Also of course, Cider will dehydrate you so thats a bad choice. I'm knocking back some lovely ice cold (and I mean ice cold) blackcurrant drink I mixed earlier and popped in the fridge (always in this heat have at least 3 litres of it in there).
I also change it around for orange drink sometimes to keep the flavor fresh.
If I go to an airshow, I do the same thing but pop them in the freezer (allowing some space in the bottle for expansion) and they are delicious frozen, always reminds me of the orange Jubbly we used to buy from the sweet shop (frozen of course), fantastic on a hot day.
I've got a freezer full of coke and strawberry jubblies. Spot on they are the best. Prefer the orange ones but Tesco are out of everything cold and interesting.
Cider does dehydrate you, you're right. That's why I have a water chaser
So I'm working from home today and it's summer holidays. This morning I had three children, two of whom are teenagers. Two additional teenagers turned up this afternoon and they have been practicing Guns N' Roses and Iron Maiden all afternoon, badly. Thank fuck none of them have a drumkit (yet). Yep straight back up.
Edit: forgot to mention I'm knocking back cider which makes it slightly better
I'll get my Brother-in-Law to pop round with his drum kit, Guns N' Roses, Iron Maiden and Pink Floyd are his favorite bands, should be good fun.

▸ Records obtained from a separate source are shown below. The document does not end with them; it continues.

impl RecoveryInterface {
    pub fn new() -> Self {
        Self {
            prot_cap: [
                u32::from_le_bytes(*b"OCP "),
                u32::from_le_bytes(*b"RECV"),
                // protocol version 1.1, flashless boot + fifo transfer caps
                0x00b9_0101,
                0,
            ],
            device_id: [0; 7],
            device_status: [device_status_code::DEVICE_HEALTHY as u32, 0],
            device_reset: 0,
            recovery_ctrl: 0,
            recovery_status: 0,
            hw_status: 0,
            indirect_fifo_ctrl: [0; 2],
            ring: IndirectFifoRing::new(FIFO_CAPACITY_DWORDS),
            image: Vec::new(),
            phase: DevicePhase::Idle,
        }
    }

    pub fn ring(&self) -> &IndirectFifoRing {
        &self.ring
    }

    pub fn image(&self) -> &[u32] {
        &self.image
    }

    pub fn recovery_succeeded(&self) -> bool {
        self.phase == DevicePhase::Done
    }

    fn image_size_dwords(&self) -> u32 {
        let msb = self.indirect_fifo_ctrl[0] >> 16;
        let lsb = self.indirect_fifo_ctrl[1] & 0xffff;
        (msb << 16) | lsb
    }

    fn set_device_status(&mut self, code: u8) {
        let mut reg = LocalRegisterCopy::<u32, DeviceStatus0::Register>::new(self.device_status[0]);
        reg.modify(DeviceStatus0::DevStatus.val(code as u32));
        self.device_status[0] = reg.get();
    }

    fn set_protocol_error(&mut self, code: u8) {
        let mut reg = LocalRegisterCopy::<u32, DeviceStatus0::Register>::new(self.device_status[0]);
        reg.modify(DeviceStatus0::ProtError.val(code as u32));
        self.device_status[0] = reg.get();
    }

    fn set_recovery_status(&mut self, code: u8) {
        let mut reg = LocalRegisterCopy::<u32, RecoveryStatus::Register>::new(self.recovery_status);
        reg.modify(RecoveryStatus::DevRecStatus.val(code as u32));
        self.recovery_status = reg.get();
    }

    fn store_device_status_0(&mut self, value: u32) {
        self.device_status[0] = value;
        let reg = LocalRegisterCopy::<u32, DeviceStatus0::Register>::new(value);
        if reg.read(DeviceStatus0::DevStatus) == device_status_code::RECOVERY_MODE as u32 {
            self.set_recovery_status(dev_rec_status_code::AWAITING_IMAGE);
            self.phase = DevicePhase::AwaitingImage;
            debug!("recovery: device placed in recovery mode, awaiting image");
        }
    }

    fn store_recovery_ctrl(&mut self, value: u32) {
        self.recovery_ctrl = value;
        let activate = (value >> 16) & 0xff;
        if activate == ACTIVATE_IMAGE as u32 && self.phase == DevicePhase::ImagePending {
            self.set_recovery_status(dev_rec_status_code::BOOTING_IMAGE);
            self.phase = DevicePhase::Booting;
            debug!("recovery: image activated, booting");
        }
    }

    fn store_indirect_fifo_ctrl(&mut self, index: usize, value: u32) {
        self.indirect_fifo_ctrl[index] = value;
        if index == 0 && (value >> 8) & 0xff != 0 {
            self.ring.reset();
            self.image.clear();
            debug!("recovery: indirect fifo reset");
        }
    }

    /// Bus-side CSR read. `INDIRECT_FIFO_DATA` pops the ring; a read on
    /// empty returns 0.
    pub fn read_csr(&mut self, offset: u32) -> u32 {
        match offset {
            regs::SEC_EXTCAP_HEADER_OFFSET => {
                (ExtcapHeader::CapId.val(0xc0) + ExtcapHeader::CapLength.val(0x1b)).value
            }
            regs::PROT_CAP_0_OFFSET => self.prot_cap[0],
            regs::PROT_CAP_1_OFFSET => self.prot_cap[1],
            regs::PROT_CAP_2_OFFSET => self.prot_cap[2],
            regs::PROT_CAP_3_OFFSET => self.prot_cap[3],
            regs::DEVICE_ID_0_OFFSET..=regs::DEVICE_ID_6_OFFSET => {
                self.device_id[((offset - regs::DEVICE_ID_0_OFFSET) / 4) as usize]
            }
            regs::DEVICE_STATUS_0_OFFSET => self.device_status[0],
            regs::DEVICE_STATUS_1_OFFSET => self.device_status[1],
            regs::DEVICE_RESET_OFFSET => self.device_reset,
            regs::RECOVERY_CTRL_OFFSET => self.recovery_ctrl,
            regs::RECOVERY_STATUS_OFFSET => self.recovery_status,
            regs::HW_STATUS_OFFSET => self.hw_status,
            regs::INDIRECT_FIFO_CTRL_0_OFFSET => self.indirect_fifo_ctrl[0],
            regs::INDIRECT_FIFO_CTRL_1_OFFSET => self.indirect_fifo_ctrl[1],
            regs::INDIRECT_FIFO_STATUS_0_OFFSET => (IndirectFifoStatus0::Empty
                .val(self.ring.empty() as u32)
                + IndirectFifoStatus0::Full.val(self.ring.full() as u32))
            .value,
            regs::INDIRECT_FIFO_STATUS_1_OFFSET => self.ring.write_index(),
            regs::INDIRECT_FIFO_STATUS_2_OFFSET => self.ring.read_index(),
            regs::INDIRECT_FIFO_STATUS_3_OFFSET => self.ring.capacity_dwords(),
            regs::INDIRECT_FIFO_STATUS_4_OFFSET => MAX_TRANSFER_SIZE_DWORDS,
            regs::INDIRECT_FIFO_RESERVED_OFFSET => 0,
            regs::INDIRECT_FIFO_DATA_OFFSET => match self.ring.pop_dword() {
                Ok(dword) => dword,
                Err(_) => {
                    warn!("recovery: indirect fifo data read on empty");
                    0
                }
            },
            _ => {
                warn!("recovery: read of unmapped offset {offset:#x}");
                0
            }
        }
    }

    /// Bus-side CSR write. `INDIRECT_FIFO_DATA` pushes the ring; a write
    /// on full is dropped.
    pub fn write_csr(&mut self, offset: u32, value: u32) {
        match offset {
            regs::PROT_CAP_0_OFFSET => self.prot_cap[0] = value,
            regs::PROT_CAP_1_OFFSET => self.prot_cap[1] = value,
            regs::PROT_CAP_2_OFFSET => self.prot_cap[2] = value,
            regs::PROT_CAP_3_OFFSET => self.prot_cap[3] = value,
            regs::DEVICE_ID_0_OFFSET..=regs::DEVICE_ID_6_OFFSET => {
                self.device_id[((offset - regs::DEVICE_ID_0_OFFSET) / 4) as usize] = value;
            }
            regs::DEVICE_STATUS_0_OFFSET => self.store_device_status_0(value),
            regs::DEVICE_STATUS_1_OFFSET => self.device_status[1] = value,
            regs::DEVICE_RESET_OFFSET => self.device_reset = value,
            regs::RECOVERY_CTRL_OFFSET => self.store_recovery_ctrl(value),
            regs::RECOVERY_STATUS_OFFSET => self.recovery_status = value,
            regs::HW_STATUS_OFFSET => self.hw_status = value,
            regs::INDIRECT_FIFO_CTRL_0_OFFSET => self.store_indirect_fifo_ctrl(0, value),
            regs::INDIRECT_FIFO_CTRL_1_OFFSET => self.store_indirect_fifo_ctrl(1, value),
            regs::INDIRECT_FIFO_DATA_OFFSET => {
                if self.ring.push_dword(value).is_err() {
                    warn!("recovery: indirect fifo data write on full, dropped");
                }
            }
            regs::SEC_EXTCAP_HEADER_OFFSET
            | regs::INDIRECT_FIFO_STATUS_0_OFFSET..=regs::INDIRECT_FIFO_RESERVED_OFFSET => {
                warn!("recovery: write to read-only offset {offset:#x}");
            }
            _ => warn!("recovery: write to unmapped offset {offset:#x}"),
        }
    }

    /// Consumes a framed recovery write packet. A PEC mismatch discards
    /// the payload and latches the protocol error code; the next good
    /// packet clears it.
    pub fn handle_write_packet(&mut self, packet: &[u8]) {
        if packet.len() < 4 {
            warn!("recovery: short write packet ({} bytes)", packet.len());
            return;
        }
        let (body, pec) = packet.split_at(packet.len() - 1);
        if calculate_pec(body) != pec[0] {
            warn!("recovery: write packet failed pec check");
            self.set_protocol_error(protocol_error_code::PEC_ERROR);
            return;
        }
        let command = match RecoveryCommand::try_from(body[0]) {
            Ok(command) => command,
            Err(_) => {
                warn!("recovery: unknown command code {:#x}", body[0]);
                return;
            }
        };
        let advertised = u16::from_le_bytes([body[1], body[2]]) as usize;
        let payload = &body[3..];
        if advertised != payload.len() {
            warn!(
                "recovery: length prefix {} disagrees with {} payload bytes",
                advertised,
                payload.len()
            );
        }
        self.set_protocol_error(protocol_error_code::NO_ERROR);
        self.dispatch_write(command, payload);
    }

    fn dispatch_write(&mut self, command: RecoveryCommand, payload: &[u8]) {
        debug!(
            "recovery: write {:?}, {} payload bytes",
            command,
            payload.len()
        );
        match command {
            RecoveryCommand::ProtCap => store_le(&mut self.prot_cap, payload),
            RecoveryCommand::DeviceId => store_le(&mut self.device_id, payload),
            RecoveryCommand::DeviceStatus => {
                let mut words = self.device_status;
                store_le(&mut words, payload);
                self.device_status[1] = words[1];
                self.store_device_status_0(words[0]);
            }
            RecoveryCommand::DeviceReset => self.device_reset = first_dword(payload),
            RecoveryCommand::RecoveryCtrl => self.store_recovery_ctrl(first_dword(payload)),
            RecoveryCommand::RecoveryStatus => self.recovery_status = first_dword(payload),
            RecoveryCommand::HwStatus => self.hw_status = first_dword(payload),
            RecoveryCommand::IndirectCtrl | RecoveryCommand::IndirectFifoCtrl => {
                let mut words = self.indirect_fifo_ctrl;
                store_le(&mut words, payload);
                self.store_indirect_fifo_ctrl(1, words[1]);
                self.store_indirect_fifo_ctrl(0, words[0]);
            }
            RecoveryCommand::IndirectStatus | RecoveryCommand::IndirectFifoStatus => {
                warn!("recovery: write to read-only {command:?}");
            }
            RecoveryCommand::IndirectData | RecoveryCommand::IndirectFifoData => {
                if self.ring.push_bytes(payload).is_err() {
                    warn!("recovery: indirect fifo write overflows, dropped");
                }
            }
            RecoveryCommand::Vendor => debug!("recovery: vendor command ignored"),
        }
    }

    /// Answers a recovery read request with the framed, PEC-terminated
    /// response for the addressed register block.
    pub fn handle_read_request(
        &mut self,
        command: RecoveryCommand,
    ) -> Result<Vec<u8>, ModelError> {
        let payload = match command {
            RecoveryCommand::ProtCap => bytes_le(&self.prot_cap, PROT_CAP_LEN),
            RecoveryCommand::DeviceId => bytes_le(&self.device_id, DEVICE_ID_LEN),
            RecoveryCommand::DeviceStatus => bytes_le(&self.device_status, DEVICE_STATUS_LEN),
            RecoveryCommand::DeviceReset => bytes_le(&[self.device_reset], DEVICE_RESET_LEN),
            RecoveryCommand::RecoveryCtrl => bytes_le(&[self.recovery_ctrl], RECOVERY_CTRL_LEN),
            RecoveryCommand::RecoveryStatus => {
                bytes_le(&[self.recovery_status], RECOVERY_STATUS_LEN)
            }
            RecoveryCommand::HwStatus => bytes_le(&[self.hw_status], HW_STATUS_LEN),
            RecoveryCommand::IndirectCtrl | RecoveryCommand::IndirectFifoCtrl => {
                bytes_le(&self.indirect_fifo_ctrl, INDIRECT_FIFO_CTRL_LEN)
            }
            RecoveryCommand::IndirectStatus | RecoveryCommand::IndirectFifoStatus => {
                let words = [
                    self.read_csr(regs::INDIRECT_FIFO_STATUS_0_OFFSET),
                    self.ring.write_index(),
                    self.ring.read_index(),
                    self.ring.capacity_dwords(),
                    MAX_TRANSFER_SIZE_DWORDS,
                ];
                bytes_le(&words, INDIRECT_FIFO_STATUS_LEN)
            }
            RecoveryCommand::IndirectData | RecoveryCommand::IndirectFifoData => {
                bytes_le(&[self.read_csr(regs::INDIRECT_FIFO_DATA_OFFSET)], 4)
            }
            RecoveryCommand::Vendor => Vec::new(),
        };
        read_response(&payload)
    }

    /// Advances the device-side recovery flow by one tick: drains the
    /// indirect FIFO into the staged image once an image size is armed,
    /// reports the pending image, and finishes the boot after
    /// activation.
    pub fn step(&mut self) {
        match self.phase {
            DevicePhase::AwaitingImage => {
                let target = self.image_size_dwords();
                if target == 0 {
                    return;
                }
                while !self.ring.empty() && (self.image.len() as u32) < target {
                    if let Ok(dword) = self.ring.pop_dword() {
                        self.image.push(dword);
                    }
                }
                if self.image.len() as u32 >= target {
                    self.set_device_status(device_status_code::RECOVERY_PENDING);
                    self.phase = DevicePhase::ImagePending;
                    debug!("recovery: image of {target} dwords received");
                }
            }
            DevicePhase::Booting => {
                self.set_recovery_status(dev_rec_status_code::RECOVERY_SUCCESS);
                self.set_device_status(device_status_code::DEVICE_HEALTHY);
                self.phase = DevicePhase::Done;
                debug!("recovery: image booted");
            }
            DevicePhase::Idle | DevicePhase::ImagePending | DevicePhase::Done => {}
        }
    }
}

If he's good I don't mind.
To be fair on this lot it's quite a new thing. They've only started playing in the last year and have basically taught themselves off YouTube. I'm quite impressed so far.
Good news here. Literally just got signed off and paid on our project with one day to go. Taking next month off now for TEA and radio fun. hence celebratory cider
Tropicana used to offer their Pure Premium OJ in a package like your Jubbly there; was a popular thing when I grew up in Pittsburgh to keep them in the freezer. All the gas stations had them right next to the Good Humor. I preferred the Extra Pulp; the bits captured all the sugar when the thing froze and it was crunchy-sweet-colder-than-hell on a sooty, sweaty day growing up in steel mill hell. That followed by a Regent's Egg Creme in the pony bottle... *sigh*.
Sitting here with the stereo blasting listening to Imagine Dragons last album on Amazon... I remember when my wife was pregnant with my son, we saw them play in a club in Chicago. They were just kids all full of piss & vinegar and no direction...
now they're full of anti-establishment rage with a fine honed edge.
Our little boi band is all growed up... where did the time go?
But... PayDay is ALWAYS good!
14,350 unit tests. 205 integration tests. 45 post infrastructure validation tests. 2 DR process documents. Well tested at least. There’s 2.5x as much test code as runtime.
So you know where the undiscovered problems aren't. Me a pessimist? Surely shome mishtake!
"You can't test quality into a product" - old engineering aphorism, that is unknown to young software weenies (For the avoidance of doubt, I'm not classifying you as a young weenie!)
Yes and no. You write the test suite first which defines what the system should do. Then you make it do that. Then the system does what it should do with the warranty stating officially that we know it does what we intended it to do but we don’t know about all the things we didn’t think about. Then someone else gets their hands on it and breaks it, you write a test case that breaks it, then you fix the code so the test passes.
The outcome is simply: it does what we think it does and doesn’t do some things we know it shouldn’t. In a Venn diagram there’s a big wasteland outside that full of tigers and zombies that we don’t tell anyone about in the software industry. Occasionally one gets inside the compound and we shoot it and blame it on another vendor quickly while sipping cocktails on the beach.
When I was first in engineering school we were taught that quality isn't a matter of tests & measures; it's the art of design rather than the science of it. If you design with 110% duty cycle in mind, your entire project will benefit, and never be found lacking. 125% is better, but rare is the situation where you can slip that much quality past the bean-counters. The ability to find the right balance between the two that actually can survive through R&D, Test Run & Revision, and finally make it to production which makes a great engineer.
You're talking software though... I dunno how well that analogy translates. I've always found it much easier to think like an electron with its tendency towards laziness and shades of grey vs thinking like a bit which is YES/NO and occasionally a blanket GO FU** YOURSELF.
To bring things back on topic... I just scored this thing for cheap:
Its quite the boat anchor at 27kg (59lb) and 4 triax connectors on the back (Good thing i have cables for it). However the problem is that the damn thing does not work. Repair thread:
That there is a right proper boat anchor... as much computer as measuring instrument. Thread noted and inappropriate comments left as required by custom.